Exercise objective:
Show every line of the data below that includes the word "CreateTweetRequest".

Records for the exercise:
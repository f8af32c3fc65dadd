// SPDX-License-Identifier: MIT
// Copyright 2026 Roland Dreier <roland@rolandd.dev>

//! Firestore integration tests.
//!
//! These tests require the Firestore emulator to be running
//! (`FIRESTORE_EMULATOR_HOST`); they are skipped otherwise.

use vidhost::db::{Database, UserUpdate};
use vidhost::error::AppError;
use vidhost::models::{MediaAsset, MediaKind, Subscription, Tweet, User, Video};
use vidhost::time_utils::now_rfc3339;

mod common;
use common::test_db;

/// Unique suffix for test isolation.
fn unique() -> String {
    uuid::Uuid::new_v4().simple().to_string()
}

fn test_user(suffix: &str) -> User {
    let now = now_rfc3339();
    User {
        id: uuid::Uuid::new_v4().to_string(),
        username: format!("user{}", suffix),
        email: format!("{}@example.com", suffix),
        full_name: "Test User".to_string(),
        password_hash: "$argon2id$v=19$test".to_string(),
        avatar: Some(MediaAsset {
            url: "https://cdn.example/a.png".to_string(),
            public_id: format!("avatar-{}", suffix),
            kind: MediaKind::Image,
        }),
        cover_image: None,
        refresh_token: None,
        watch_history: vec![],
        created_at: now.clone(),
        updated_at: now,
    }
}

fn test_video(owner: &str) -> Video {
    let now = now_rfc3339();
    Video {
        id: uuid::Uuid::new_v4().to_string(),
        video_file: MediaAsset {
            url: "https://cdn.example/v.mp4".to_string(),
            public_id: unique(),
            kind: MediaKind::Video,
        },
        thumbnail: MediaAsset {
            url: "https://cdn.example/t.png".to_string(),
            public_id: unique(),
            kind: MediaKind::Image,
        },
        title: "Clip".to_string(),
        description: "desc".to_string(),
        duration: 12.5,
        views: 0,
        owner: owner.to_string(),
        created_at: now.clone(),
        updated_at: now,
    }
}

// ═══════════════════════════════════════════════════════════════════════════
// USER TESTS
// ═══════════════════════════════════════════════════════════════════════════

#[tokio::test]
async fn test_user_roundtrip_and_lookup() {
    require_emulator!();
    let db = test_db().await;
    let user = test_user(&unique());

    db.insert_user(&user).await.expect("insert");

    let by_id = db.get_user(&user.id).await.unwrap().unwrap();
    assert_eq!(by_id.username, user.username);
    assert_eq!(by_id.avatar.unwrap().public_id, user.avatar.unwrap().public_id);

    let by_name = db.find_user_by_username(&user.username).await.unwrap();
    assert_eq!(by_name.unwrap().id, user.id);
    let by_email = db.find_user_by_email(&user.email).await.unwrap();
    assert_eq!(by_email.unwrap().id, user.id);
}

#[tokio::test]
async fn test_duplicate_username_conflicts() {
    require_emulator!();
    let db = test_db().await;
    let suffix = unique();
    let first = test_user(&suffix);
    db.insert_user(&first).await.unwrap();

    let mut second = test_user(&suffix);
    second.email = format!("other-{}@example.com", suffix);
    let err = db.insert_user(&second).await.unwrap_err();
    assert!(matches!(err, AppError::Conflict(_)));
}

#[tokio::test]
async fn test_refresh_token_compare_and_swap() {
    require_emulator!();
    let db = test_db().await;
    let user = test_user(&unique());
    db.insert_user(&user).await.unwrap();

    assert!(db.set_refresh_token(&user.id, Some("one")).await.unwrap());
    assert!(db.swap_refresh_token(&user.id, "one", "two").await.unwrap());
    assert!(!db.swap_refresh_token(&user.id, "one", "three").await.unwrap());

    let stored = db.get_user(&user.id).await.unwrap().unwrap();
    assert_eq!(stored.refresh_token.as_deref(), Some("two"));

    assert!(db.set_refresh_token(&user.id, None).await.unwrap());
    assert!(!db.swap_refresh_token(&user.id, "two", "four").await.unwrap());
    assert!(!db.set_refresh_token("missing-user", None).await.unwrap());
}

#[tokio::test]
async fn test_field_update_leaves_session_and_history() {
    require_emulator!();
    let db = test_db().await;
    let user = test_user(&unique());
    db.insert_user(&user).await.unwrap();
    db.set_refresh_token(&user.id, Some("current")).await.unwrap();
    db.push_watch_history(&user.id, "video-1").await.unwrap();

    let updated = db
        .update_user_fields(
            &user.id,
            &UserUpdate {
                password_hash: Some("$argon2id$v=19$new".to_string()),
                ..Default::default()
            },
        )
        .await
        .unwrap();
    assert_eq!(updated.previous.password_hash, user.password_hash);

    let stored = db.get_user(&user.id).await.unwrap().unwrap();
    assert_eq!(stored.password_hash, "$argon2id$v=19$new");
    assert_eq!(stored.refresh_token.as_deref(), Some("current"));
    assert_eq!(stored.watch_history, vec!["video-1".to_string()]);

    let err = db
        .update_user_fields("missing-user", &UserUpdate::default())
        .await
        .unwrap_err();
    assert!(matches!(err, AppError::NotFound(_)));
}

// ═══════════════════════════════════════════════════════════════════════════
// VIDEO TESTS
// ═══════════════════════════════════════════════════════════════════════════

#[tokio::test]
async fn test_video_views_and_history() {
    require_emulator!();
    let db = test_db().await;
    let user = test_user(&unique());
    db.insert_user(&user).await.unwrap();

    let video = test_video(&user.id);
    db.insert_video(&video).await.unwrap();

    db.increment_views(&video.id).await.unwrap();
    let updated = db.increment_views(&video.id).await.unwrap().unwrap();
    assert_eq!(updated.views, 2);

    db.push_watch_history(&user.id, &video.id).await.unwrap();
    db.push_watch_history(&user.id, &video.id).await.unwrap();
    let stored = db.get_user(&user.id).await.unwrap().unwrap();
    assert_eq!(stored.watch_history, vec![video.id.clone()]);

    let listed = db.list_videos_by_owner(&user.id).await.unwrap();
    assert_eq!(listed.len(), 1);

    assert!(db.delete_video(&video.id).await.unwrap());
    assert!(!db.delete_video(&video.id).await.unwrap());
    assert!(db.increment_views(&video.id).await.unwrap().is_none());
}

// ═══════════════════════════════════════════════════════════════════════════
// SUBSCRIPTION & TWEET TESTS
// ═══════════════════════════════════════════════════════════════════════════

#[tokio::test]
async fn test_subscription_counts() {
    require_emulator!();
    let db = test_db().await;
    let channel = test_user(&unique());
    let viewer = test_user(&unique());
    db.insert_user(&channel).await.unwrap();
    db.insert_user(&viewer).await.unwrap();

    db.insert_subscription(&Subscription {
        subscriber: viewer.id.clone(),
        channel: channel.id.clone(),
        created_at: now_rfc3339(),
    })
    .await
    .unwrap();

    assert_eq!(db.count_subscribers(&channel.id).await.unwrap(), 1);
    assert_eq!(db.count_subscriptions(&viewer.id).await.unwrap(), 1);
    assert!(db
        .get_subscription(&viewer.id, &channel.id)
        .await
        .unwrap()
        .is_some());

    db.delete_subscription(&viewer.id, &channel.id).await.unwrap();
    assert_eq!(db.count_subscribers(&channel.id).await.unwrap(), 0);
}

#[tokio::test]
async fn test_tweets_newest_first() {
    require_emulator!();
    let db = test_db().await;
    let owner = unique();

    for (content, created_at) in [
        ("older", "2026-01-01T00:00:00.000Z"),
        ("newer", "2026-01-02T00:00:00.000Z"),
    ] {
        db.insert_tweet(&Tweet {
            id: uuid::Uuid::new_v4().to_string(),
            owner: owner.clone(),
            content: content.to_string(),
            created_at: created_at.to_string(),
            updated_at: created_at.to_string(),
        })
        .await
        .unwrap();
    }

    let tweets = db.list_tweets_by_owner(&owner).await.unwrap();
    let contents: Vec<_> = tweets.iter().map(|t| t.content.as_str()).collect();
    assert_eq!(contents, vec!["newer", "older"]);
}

...

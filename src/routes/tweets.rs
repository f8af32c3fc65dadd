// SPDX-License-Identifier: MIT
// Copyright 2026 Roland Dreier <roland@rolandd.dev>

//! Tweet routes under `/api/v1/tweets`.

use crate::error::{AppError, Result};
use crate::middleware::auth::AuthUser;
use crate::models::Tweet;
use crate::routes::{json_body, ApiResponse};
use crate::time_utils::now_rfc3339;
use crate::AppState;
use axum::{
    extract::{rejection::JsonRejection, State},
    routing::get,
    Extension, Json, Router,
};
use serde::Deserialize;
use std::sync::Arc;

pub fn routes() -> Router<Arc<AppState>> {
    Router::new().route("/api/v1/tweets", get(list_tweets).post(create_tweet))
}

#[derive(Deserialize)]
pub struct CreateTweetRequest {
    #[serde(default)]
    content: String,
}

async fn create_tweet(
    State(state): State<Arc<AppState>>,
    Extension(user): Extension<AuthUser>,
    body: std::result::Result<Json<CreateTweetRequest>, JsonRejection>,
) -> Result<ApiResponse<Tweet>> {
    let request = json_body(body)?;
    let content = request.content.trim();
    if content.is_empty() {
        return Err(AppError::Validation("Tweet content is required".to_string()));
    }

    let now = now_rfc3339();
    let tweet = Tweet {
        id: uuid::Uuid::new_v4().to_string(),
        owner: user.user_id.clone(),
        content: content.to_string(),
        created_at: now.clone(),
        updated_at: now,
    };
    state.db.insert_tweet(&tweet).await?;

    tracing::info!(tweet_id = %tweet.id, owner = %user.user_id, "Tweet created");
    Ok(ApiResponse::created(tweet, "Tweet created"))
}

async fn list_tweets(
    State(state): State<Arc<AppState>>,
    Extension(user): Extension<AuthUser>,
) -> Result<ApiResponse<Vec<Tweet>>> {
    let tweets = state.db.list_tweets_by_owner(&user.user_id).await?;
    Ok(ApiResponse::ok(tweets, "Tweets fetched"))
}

Result of the exercise:
pub struct CreateTweetRequest {
    body: std::result::Result<Json<CreateTweetRequest>, JsonRejection>,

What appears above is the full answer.